Your objective
Each entry needs to be duplicated exactly.

Stored items:
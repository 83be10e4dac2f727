//! Cooperative cancellation and step counting.

use std::sync::atomic::{AtomicBool, AtomicUsize, Ordering};
use std::sync::Arc;

/// Progress of a long operation, shared between the worker and the caller.
///
/// Clones observe the same flag and counter, so a caller keeps one clone
/// to cancel while the worker polls [`ProgressRange::more`].
#[derive(Debug, Clone, Default)]
pub struct ProgressRange {
    cancelled: Arc<AtomicBool>,
    done: Arc<AtomicUsize>,
    total: usize,
}

impl ProgressRange {
    /// Range expecting `total` steps.
    pub fn new(total: usize) -> Self {
        Self {
            total,
            ..Self::default()
        }
    }

    /// Ask the worker to stop.
    pub fn cancel(&self) {
        self.cancelled.store(true, Ordering::Release);
    }

    /// True once [`cancel`](Self::cancel) has been called.
    pub fn is_cancelled(&self) -> bool {
        self.cancelled.load(Ordering::Acquire)
    }

    /// True while the worker may continue.
    pub fn more(&self) -> bool {
        !self.is_cancelled()
    }

    /// Record one completed step; returns [`more`](Self::more).
    pub fn step(&self) -> bool {
        self.done.fetch_add(1, Ordering::AcqRel);
        self.more()
    }

    /// Completed steps.
    pub fn done(&self) -> usize {
        self.done.load(Ordering::Acquire)
    }

    /// Completed fraction in `[0, 1]` (0 when no total was given).
    pub fn fraction(&self) -> f64 {
        if self.total == 0 {
            0.0
        } else {
            (self.done() as f64 / self.total as f64).min(1.0)
        }
    }
}

#[cfg(test)]
mod tests {
    use super::*;

    #[test]
    fn test_cancel_is_shared() {
        let p = ProgressRange::new(4);
        let handle = p.clone();
        assert!(p.step());
        assert!((p.fraction() - 0.25).abs() < 1e-12);
        handle.cancel();
        assert!(!p.more());
        assert!(!p.step());
        assert_eq!(handle.done(), 2);
    }
}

Response for this exercise
repository 83be10e4dac2f727
//! Cooperative cancellation and step counting.

use std::sync::atomic::{AtomicBool, AtomicUsize, Ordering};
use std::sync::Arc;

/// Progress of a long operation, shared between the worker and the caller.
///
/// Clones observe the same flag and counter, so a caller keeps one clone
/// to cancel while the worker polls [`ProgressRange::more`].
#[derive(Debug, Clone, Default)]
pub struct ProgressRange {
    cancelled: Arc<AtomicBool>,
    done: Arc<AtomicUsize>,
    total: usize,
}

impl ProgressRange {
    /// Range expecting `total` steps.
    pub fn new(total: usize) -> Self {
        Self {
            total,
            ..Self::default()
        }
    }

    /// Ask the worker to stop.
    pub fn cancel(&self) {
        self.cancelled.store(true, Ordering::Release);
    }

    /// True once [`cancel`](Self::cancel) has been called.
    pub fn is_cancelled(&self) -> bool {
        self.cancelled.load(Ordering::Acquire)
    }

    /// True while the worker may continue.
    pub fn more(&self) -> bool {
        !self.is_cancelled()
    }

    /// Record one completed step; returns [`more`](Self::more).
    pub fn step(&self) -> bool {
        self.done.fetch_add(1, Ordering::AcqRel);
        self.more()
    }

    /// Completed steps.
    pub fn done(&self) -> usize {
        self.done.load(Ordering::Acquire)
    }

    /// Completed fraction in `[0, 1]` (0 when no total was given).
    pub fn fraction(&self) -> f64 {
        if self.total == 0 {
            0.0
        } else {
            (self.done() as f64 / self.total as f64).min(1.0)
        }
    }
}

#[cfg(test)]
mod tests {
    use super::*;

    #[test]
    fn test_cancel_is_shared() {
        let p = ProgressRange::new(4);
        let handle = p.clone();
        assert!(p.step());
        assert!((p.fraction() - 0.25).abs() < 1e-12);
        handle.cancel();
        assert!(!p.more());
        assert!(!p.step());
        assert_eq!(handle.done(), 2);
    }
}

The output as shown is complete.